Give back each line of the material that contains the word "seen".

## Records for this exercise

☆ ☆ ☆ ☆ ☆ ☆ ☆

use std::fmt;

use serde::ser::{Serialize, SerializeStruct, Serializer};

use crate::*;
use crate::io::format_items;

use super::Pattern;

/// Formats a sequence as <{1,2}{3}>
pub fn format_sequence( sequence: &[Itemset] ) -> String {
    let mut output = String::from( "<" );
    for itemset in sequence {
	output.push_str( format_items( itemset.iter().copied(), "{", ",", "}" ).as_str() );
    }
    output.push( '>' );
    output
}

impl fmt::Display for Pattern {
    fn fmt( &self, f: &mut fmt::Formatter<'_> ) -> fmt::Result {
	write!( f, "{}", format_sequence( &self.sequence ))
    }
}

impl Serialize for Pattern {
    fn serialize<S>( &self, serializer: S ) -> Result<S::Ok, S::Error> where S: Serializer {
	let mut state = serializer.serialize_struct( "Pattern", 4 )?;
	state.serialize_field( "sequence", &self.sequence )?;
	state.serialize_field( "min_support", &self.min_support )?;
	state.serialize_field( "count", &self.count )?;
	state.serialize_field( "support", &self.support )?;
	state.end()
    }
}

#[cfg(test)]
mod test {

    use super::*;

    #[test]
    fn test_format_sequence() {
	assert_eq!( format_sequence( &[vec!( 1, 2 ), vec!( 3 )] ), "<{1,2}{3}>" );
	assert_eq!( format_sequence( &[] ), "<>" );
    }

    #[test]
    fn test_serialize_pattern() {
	let pattern = Pattern::with_count( vec!( vec!( 4 ), vec!( 1, 2 )), 0.25, 1, 4 );
	assert_eq!( pattern.to_string(), "<{4}{1,2}>" );
	let json = serde_json::to_value( &pattern ).unwrap();
	assert_eq!( json, serde_json::json!({
	    "sequence": [[4], [1, 2]],
	    "min_support": 0.25,
	    "count": 1,
	    "support": 0.25,
	}));
    }
}
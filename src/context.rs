
use std::cmp::Ordering;

use rustc_hash::{FxHashMap, FxHashSet};
use tracing::info;

use crate::*;
use crate::error::Result;

/// Thresholds of a mining run
#[derive( Debug, Clone )]
pub struct Parameters {
    /// minimum item support per item
    mis: FxHashMap<Item, f64>,
    /// maximum difference between the supports of items in one pattern
    sdc: f64,
}

impl Default for Parameters {
    fn default() -> Parameters {
	// without an SDC line every support difference is allowed
	Parameters::new( FxHashMap::default(), f64::MAX )
    }
}

impl Parameters {

    pub fn new( mis: FxHashMap<Item, f64>, sdc: f64 ) -> Parameters {
	Parameters{ mis, sdc }
    }

    pub fn get_mis( &self, item: Item ) -> Option<f64> {
	self.mis.get( &item ).copied()
    }

    pub fn set_mis( &mut self, item: Item, mis: f64 ) {
	self.mis.insert( item, mis );
    }

    pub fn get_sdc( &self ) -> f64 {
	self.sdc
    }

    pub fn set_sdc( &mut self, sdc: f64 ) {
	self.sdc = sdc;
    }

    pub fn iterate_mis<'a>( &'a self ) -> Box<dyn Iterator<Item = (Item, f64)> + 'a> {
	Box::new( self.mis.iter().map( |(item, mis)| (*item, *mis) ))
    }
}

/// Everything a mining run reads: the database, the thresholds and the item supports.
/// Nothing changes after construction, so all components share it by reference.
#[derive( Debug )]
pub struct Context {
    database: SequenceDatabase,
    parameters: Parameters,
    /// number of sequences containing each item
    item_counts: FxHashMap<Item, Count>,
    supports: FxHashMap<Item, f64>,
}

impl Context {

    /// Validates the input, stores the sequences and counts the item supports.
    pub fn new( sequences: Vec<RawSequence>, parameters: Parameters ) -> Result<Context> {
	validate( &sequences, &parameters )?;

	let mut database = SequenceDatabase::new();
	database.add( &sequences );
	let item_counts = database.count_items();
	let total = database.len() as f64;
	let supports: FxHashMap<Item, f64> = item_counts.iter()
	    .map( |(item, count)| (*item, *count as f64 / total) )
	    .collect();

	info!( "Loaded {} sequences over {} items (sdc {})", database.len(), item_counts.len(), parameters.get_sdc() );
	Ok( Context{ database, parameters, item_counts, supports } )
    }

    pub fn get_database( &self ) -> &SequenceDatabase {
	&self.database
    }

    pub fn get_parameters( &self ) -> &Parameters {
	&self.parameters
    }

    pub fn number_sequences( &self ) -> usize {
	self.database.len()
    }

    /// Pre: item has a minimum item support
    pub fn mis( &self, item: Item ) -> f64 {
	self.parameters.get_mis( item ).expect( "items are validated to have a minimum item support" )
    }

    /// Pre: item occurs in the database
    pub fn support( &self, item: Item ) -> f64 {
	*self.supports.get( &item ).expect( "items of patterns occur in the database" )
    }

    /// Pre: item occurs in the database
    pub fn item_count( &self, item: Item ) -> Count {
	*self.item_counts.get( &item ).expect( "items of patterns occur in the database" )
    }

    /// Returns true if the supports of both items differ by at most the SDC
    pub fn satisfies_sdc( &self, left: Item, right: Item ) -> bool {
	(self.support( left ) - self.support( right )).abs() <= self.parameters.get_sdc()
    }

    /// Canonical item order: ascending MIS, equal MIS by ascending item
    pub fn compare_items( &self, left: Item, right: Item ) -> Ordering {
	self.mis( left ).total_cmp( &self.mis( right )).then( left.cmp( &right ))
    }

    pub fn sort_itemset( &self, itemset: &mut Itemset ) {
	itemset.sort_by( |left, right| self.compare_items( *left, *right ));
    }

    /// Returns all items of the database in canonical order
    pub fn items_by_mis( &self ) -> Vec<Item> {
	let mut items: Vec<Item> = self.supports.keys().copied().collect();
	items.sort_by( |left, right| self.compare_items( *left, *right ));
	items
    }
}

/// Checks the invariants the miner relies on
fn validate( sequences: &[RawSequence], parameters: &Parameters ) -> Result<()> {
    if sequences.is_empty() {
	return Err( InputError::EmptyDatabase );
    }
    let sdc = parameters.get_sdc();
    if sdc.is_nan() || sdc < 0.0 {
	return Err( InputError::InvalidSdc( sdc ));
    }
    for (item, mis) in parameters.iterate_mis() {
	if !(0.0 ..= 1.0).contains( &mis ) {
	    return Err( InputError::InvalidMis{ item, mis } );
	}
    }

    for (index, sequence) in sequences.iter().enumerate() {
	if sequence.is_empty() {
	    return Err( InputError::EmptySequence{ sequence: index } );
	}
	for itemset in sequence {
	    if itemset.is_empty() {
		return Err( InputError::EmptyItemset{ sequence: index } );
	    }
	    let mut seen: FxHashSet<Item> = FxHashSet::default();
	    for item in itemset {
		if parameters.get_mis( *item ).is_none() {
		    return Err( InputError::MissingMis{ item: *item } );
		}
		if !seen.insert( *item ) {
		    return Err( InputError::DuplicateItem{ sequence: index, item: *item } );
		}
	    }
	}
    }
    Ok( () )
}

#[cfg(test)]
impl Context {
    /// Builds a context from literal data. Panics on invalid input.
    pub(crate) fn for_test( sequences: Vec<RawSequence>, mis: &[(Item, f64)], sdc: f64 ) -> Context {
	let parameters = Parameters::new( mis.iter().copied().collect(), sdc );
	Context::new( sequences, parameters ).expect( "test input is valid" )
    }
}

☆ ☆ ☆ ☆ ☆ ☆ ☆

## Final answer
	    let mut seen: FxHashSet<Item> = FxHashSet::default();
		if !seen.insert( *item ) {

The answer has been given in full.